Start of DATA FOR ANALYSIS

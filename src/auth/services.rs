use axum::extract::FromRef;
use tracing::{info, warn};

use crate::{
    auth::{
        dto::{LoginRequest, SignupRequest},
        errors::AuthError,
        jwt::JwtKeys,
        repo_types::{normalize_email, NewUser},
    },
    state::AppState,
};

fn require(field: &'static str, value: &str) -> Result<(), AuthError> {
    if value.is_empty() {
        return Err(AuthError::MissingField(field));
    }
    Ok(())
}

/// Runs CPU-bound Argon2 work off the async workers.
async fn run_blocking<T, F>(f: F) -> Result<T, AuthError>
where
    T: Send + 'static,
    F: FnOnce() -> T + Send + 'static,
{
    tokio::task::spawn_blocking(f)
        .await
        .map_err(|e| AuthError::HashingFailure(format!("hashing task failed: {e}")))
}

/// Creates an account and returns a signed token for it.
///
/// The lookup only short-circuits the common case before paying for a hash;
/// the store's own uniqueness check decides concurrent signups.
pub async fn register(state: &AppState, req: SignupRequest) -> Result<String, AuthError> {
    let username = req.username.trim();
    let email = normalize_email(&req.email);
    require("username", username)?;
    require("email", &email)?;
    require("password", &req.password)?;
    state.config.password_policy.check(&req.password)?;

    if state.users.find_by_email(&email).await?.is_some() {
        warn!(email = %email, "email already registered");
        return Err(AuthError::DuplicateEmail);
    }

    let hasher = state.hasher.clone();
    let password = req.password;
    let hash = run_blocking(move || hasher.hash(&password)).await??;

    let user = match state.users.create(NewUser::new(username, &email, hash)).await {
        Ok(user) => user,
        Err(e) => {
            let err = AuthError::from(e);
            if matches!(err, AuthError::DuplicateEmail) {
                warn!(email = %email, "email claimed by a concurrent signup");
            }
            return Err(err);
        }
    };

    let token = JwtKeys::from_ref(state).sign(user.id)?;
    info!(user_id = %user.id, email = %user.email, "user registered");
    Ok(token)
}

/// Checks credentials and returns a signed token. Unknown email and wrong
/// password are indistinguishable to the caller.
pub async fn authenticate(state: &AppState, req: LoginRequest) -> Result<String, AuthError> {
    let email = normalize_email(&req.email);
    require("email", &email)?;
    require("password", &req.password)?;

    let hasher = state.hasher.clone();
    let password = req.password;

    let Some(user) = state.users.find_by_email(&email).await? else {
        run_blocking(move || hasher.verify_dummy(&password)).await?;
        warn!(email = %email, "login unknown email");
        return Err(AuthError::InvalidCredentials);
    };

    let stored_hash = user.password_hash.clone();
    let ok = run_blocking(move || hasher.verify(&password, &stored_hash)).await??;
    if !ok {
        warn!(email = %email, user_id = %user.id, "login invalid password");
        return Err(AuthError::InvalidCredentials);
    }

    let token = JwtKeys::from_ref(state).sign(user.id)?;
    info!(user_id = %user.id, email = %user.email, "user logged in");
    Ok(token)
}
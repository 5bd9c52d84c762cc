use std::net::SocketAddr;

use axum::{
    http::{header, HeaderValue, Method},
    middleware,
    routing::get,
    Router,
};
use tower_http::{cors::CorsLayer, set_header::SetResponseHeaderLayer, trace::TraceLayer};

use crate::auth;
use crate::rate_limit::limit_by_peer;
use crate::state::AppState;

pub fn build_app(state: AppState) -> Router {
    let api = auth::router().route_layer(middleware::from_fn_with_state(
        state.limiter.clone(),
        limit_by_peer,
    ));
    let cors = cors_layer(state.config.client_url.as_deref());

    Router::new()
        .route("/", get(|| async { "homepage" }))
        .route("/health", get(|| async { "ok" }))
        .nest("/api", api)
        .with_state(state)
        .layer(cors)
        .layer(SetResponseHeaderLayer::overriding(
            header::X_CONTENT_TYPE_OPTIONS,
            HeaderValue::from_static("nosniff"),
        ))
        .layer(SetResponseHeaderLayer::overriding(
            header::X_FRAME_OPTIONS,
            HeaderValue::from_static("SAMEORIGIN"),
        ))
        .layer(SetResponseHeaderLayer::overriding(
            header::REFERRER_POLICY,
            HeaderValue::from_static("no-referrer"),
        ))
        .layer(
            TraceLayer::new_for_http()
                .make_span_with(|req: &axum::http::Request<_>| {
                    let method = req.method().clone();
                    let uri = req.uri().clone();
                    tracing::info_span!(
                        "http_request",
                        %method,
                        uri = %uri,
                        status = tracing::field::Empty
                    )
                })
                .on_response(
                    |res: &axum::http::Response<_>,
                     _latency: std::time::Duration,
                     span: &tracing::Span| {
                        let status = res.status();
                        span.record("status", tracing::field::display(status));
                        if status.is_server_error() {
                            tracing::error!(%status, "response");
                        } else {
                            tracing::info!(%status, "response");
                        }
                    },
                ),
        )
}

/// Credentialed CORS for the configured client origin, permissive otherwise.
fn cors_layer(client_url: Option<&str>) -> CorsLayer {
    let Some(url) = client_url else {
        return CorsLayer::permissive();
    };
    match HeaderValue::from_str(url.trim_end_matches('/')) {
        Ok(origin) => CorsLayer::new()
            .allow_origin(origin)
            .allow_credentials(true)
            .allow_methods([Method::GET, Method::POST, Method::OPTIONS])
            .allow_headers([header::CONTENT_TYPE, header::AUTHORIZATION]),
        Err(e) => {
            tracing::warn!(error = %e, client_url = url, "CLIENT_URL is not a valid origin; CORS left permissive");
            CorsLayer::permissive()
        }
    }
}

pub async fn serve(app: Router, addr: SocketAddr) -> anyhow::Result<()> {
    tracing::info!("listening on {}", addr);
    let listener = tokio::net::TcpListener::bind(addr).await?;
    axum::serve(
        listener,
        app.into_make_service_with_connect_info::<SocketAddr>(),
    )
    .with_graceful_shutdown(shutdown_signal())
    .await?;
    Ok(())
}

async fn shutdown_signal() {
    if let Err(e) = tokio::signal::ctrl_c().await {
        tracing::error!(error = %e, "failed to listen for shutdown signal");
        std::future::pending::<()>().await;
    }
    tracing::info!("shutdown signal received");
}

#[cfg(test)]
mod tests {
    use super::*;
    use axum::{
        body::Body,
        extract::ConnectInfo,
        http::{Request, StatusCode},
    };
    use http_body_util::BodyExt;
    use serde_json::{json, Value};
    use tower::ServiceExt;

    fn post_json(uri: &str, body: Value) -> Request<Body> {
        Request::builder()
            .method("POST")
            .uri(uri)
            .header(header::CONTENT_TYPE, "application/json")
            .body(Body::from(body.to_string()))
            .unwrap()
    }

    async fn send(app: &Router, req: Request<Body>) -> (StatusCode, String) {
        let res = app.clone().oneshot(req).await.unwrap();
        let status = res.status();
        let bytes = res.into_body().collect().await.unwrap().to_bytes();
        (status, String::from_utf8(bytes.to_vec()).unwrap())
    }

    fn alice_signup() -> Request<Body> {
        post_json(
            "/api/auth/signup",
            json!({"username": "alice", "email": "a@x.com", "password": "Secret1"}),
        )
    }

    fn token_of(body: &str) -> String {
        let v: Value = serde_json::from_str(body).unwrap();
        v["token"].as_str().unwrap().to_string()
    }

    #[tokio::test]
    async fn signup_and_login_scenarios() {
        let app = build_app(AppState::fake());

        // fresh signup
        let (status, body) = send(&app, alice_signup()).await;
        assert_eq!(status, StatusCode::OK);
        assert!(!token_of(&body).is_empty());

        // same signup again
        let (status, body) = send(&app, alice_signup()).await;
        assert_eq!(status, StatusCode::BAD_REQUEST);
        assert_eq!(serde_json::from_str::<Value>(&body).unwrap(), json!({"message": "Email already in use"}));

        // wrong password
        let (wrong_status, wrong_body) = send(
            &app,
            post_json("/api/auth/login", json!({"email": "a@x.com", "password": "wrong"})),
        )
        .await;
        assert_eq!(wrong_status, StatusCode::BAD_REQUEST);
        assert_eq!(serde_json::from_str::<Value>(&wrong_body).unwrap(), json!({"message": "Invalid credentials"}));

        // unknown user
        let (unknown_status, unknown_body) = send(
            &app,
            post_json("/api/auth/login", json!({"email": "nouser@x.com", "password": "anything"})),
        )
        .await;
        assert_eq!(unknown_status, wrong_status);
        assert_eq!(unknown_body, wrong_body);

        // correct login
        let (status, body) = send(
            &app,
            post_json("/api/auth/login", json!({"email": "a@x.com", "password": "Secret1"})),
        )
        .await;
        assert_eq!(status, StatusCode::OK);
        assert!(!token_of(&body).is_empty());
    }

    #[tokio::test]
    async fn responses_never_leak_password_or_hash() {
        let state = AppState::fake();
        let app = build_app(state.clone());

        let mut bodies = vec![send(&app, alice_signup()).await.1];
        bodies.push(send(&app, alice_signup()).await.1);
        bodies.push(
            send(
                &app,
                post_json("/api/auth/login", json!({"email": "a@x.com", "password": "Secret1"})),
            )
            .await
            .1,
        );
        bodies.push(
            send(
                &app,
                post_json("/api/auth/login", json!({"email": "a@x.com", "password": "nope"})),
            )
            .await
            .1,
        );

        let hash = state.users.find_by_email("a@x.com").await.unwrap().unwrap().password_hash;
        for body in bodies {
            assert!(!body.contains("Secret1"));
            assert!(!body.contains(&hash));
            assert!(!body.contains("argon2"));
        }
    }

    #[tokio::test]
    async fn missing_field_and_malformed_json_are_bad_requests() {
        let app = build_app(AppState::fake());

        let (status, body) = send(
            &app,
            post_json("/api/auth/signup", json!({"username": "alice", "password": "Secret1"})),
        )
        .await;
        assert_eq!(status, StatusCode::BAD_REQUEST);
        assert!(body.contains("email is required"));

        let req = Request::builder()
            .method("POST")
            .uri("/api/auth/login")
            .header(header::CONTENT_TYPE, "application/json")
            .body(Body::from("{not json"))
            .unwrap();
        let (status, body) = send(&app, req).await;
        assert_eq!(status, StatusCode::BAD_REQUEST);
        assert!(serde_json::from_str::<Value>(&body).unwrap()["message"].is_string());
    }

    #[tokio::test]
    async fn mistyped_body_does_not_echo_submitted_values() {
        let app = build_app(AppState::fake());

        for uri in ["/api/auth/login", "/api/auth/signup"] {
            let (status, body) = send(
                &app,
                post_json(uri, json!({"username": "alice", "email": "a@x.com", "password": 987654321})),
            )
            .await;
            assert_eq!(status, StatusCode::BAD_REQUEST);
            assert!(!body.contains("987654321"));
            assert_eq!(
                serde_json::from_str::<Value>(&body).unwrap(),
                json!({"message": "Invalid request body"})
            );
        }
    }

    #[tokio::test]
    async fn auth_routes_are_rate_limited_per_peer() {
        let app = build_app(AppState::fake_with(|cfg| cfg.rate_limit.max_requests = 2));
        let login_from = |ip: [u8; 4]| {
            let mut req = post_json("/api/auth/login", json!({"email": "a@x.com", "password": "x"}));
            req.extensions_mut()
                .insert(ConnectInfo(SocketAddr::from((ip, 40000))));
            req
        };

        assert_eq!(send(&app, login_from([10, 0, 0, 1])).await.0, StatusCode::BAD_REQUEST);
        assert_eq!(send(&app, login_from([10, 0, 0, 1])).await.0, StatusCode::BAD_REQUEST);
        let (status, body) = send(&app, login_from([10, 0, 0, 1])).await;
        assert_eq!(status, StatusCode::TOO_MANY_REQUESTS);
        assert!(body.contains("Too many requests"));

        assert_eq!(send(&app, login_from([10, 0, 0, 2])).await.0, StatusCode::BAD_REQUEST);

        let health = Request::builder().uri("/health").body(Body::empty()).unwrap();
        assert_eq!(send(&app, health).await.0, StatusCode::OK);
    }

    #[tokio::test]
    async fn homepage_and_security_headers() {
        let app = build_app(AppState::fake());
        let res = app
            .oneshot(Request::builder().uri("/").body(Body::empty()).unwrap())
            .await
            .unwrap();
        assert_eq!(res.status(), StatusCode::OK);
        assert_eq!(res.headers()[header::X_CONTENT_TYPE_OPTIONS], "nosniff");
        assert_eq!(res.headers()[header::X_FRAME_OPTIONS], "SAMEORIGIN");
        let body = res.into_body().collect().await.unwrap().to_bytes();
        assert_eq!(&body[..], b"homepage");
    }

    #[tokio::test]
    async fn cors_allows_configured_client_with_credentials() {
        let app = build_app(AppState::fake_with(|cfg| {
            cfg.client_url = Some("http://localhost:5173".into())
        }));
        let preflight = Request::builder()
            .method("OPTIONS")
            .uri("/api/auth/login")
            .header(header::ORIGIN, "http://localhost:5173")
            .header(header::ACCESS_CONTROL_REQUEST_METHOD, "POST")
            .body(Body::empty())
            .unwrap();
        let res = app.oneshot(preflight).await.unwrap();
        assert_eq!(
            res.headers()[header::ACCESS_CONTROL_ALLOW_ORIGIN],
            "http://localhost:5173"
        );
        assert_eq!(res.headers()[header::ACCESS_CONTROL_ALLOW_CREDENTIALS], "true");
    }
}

End of DATA FOR ANALYSIS
Start of DATA FOR ANALYSIS

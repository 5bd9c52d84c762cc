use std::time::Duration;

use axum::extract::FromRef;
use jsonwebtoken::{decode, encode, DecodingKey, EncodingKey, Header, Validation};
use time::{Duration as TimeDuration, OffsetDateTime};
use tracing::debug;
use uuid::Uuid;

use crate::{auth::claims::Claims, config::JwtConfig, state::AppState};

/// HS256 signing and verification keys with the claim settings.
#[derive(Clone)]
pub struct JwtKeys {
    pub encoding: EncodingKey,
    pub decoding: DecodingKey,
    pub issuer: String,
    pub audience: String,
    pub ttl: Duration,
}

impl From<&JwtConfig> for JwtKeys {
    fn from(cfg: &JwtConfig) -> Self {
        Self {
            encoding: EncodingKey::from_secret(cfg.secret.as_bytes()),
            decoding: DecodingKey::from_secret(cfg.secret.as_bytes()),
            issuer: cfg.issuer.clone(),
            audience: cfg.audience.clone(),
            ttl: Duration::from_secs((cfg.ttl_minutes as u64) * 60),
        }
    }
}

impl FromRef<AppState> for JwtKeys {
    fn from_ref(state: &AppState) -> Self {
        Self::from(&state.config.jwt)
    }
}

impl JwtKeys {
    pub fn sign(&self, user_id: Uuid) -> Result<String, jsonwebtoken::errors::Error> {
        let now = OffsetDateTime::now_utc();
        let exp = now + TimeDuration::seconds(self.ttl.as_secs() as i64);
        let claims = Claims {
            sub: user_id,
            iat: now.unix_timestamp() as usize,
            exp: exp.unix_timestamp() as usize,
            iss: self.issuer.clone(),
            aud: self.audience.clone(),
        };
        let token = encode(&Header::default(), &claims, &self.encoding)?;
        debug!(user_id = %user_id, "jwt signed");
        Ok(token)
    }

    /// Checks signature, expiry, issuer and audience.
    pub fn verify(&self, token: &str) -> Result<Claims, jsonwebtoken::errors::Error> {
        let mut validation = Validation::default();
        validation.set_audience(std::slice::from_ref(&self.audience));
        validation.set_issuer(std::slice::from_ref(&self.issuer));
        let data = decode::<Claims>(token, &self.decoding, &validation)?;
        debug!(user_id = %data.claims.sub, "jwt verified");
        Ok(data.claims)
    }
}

End of DATA FOR ANALYSIS
Start of DATA FOR ANALYSIS

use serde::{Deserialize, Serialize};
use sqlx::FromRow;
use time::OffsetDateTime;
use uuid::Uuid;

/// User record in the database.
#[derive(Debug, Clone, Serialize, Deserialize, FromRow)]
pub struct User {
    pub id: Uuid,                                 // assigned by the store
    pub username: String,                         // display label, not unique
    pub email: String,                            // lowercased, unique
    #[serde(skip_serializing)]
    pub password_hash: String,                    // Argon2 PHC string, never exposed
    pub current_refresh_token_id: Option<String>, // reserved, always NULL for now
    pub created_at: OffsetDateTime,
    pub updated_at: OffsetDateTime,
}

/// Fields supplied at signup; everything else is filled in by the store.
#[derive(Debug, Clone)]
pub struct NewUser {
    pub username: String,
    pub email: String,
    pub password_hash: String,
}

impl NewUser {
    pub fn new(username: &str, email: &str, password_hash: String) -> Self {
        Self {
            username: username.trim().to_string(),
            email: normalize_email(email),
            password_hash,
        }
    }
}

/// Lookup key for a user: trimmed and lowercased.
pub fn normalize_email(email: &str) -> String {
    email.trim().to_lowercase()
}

End of DATA FOR ANALYSIS

◆ WHAT IS EXPECTED ◆
Where a line of the data holds the word "true", copy that line.

◆ RESULT FOR THIS EXERCISE ◆
            .allow_credentials(true)
        assert_eq!(res.headers()[header::ACCESS_CONTROL_ALLOW_CREDENTIALS], "true");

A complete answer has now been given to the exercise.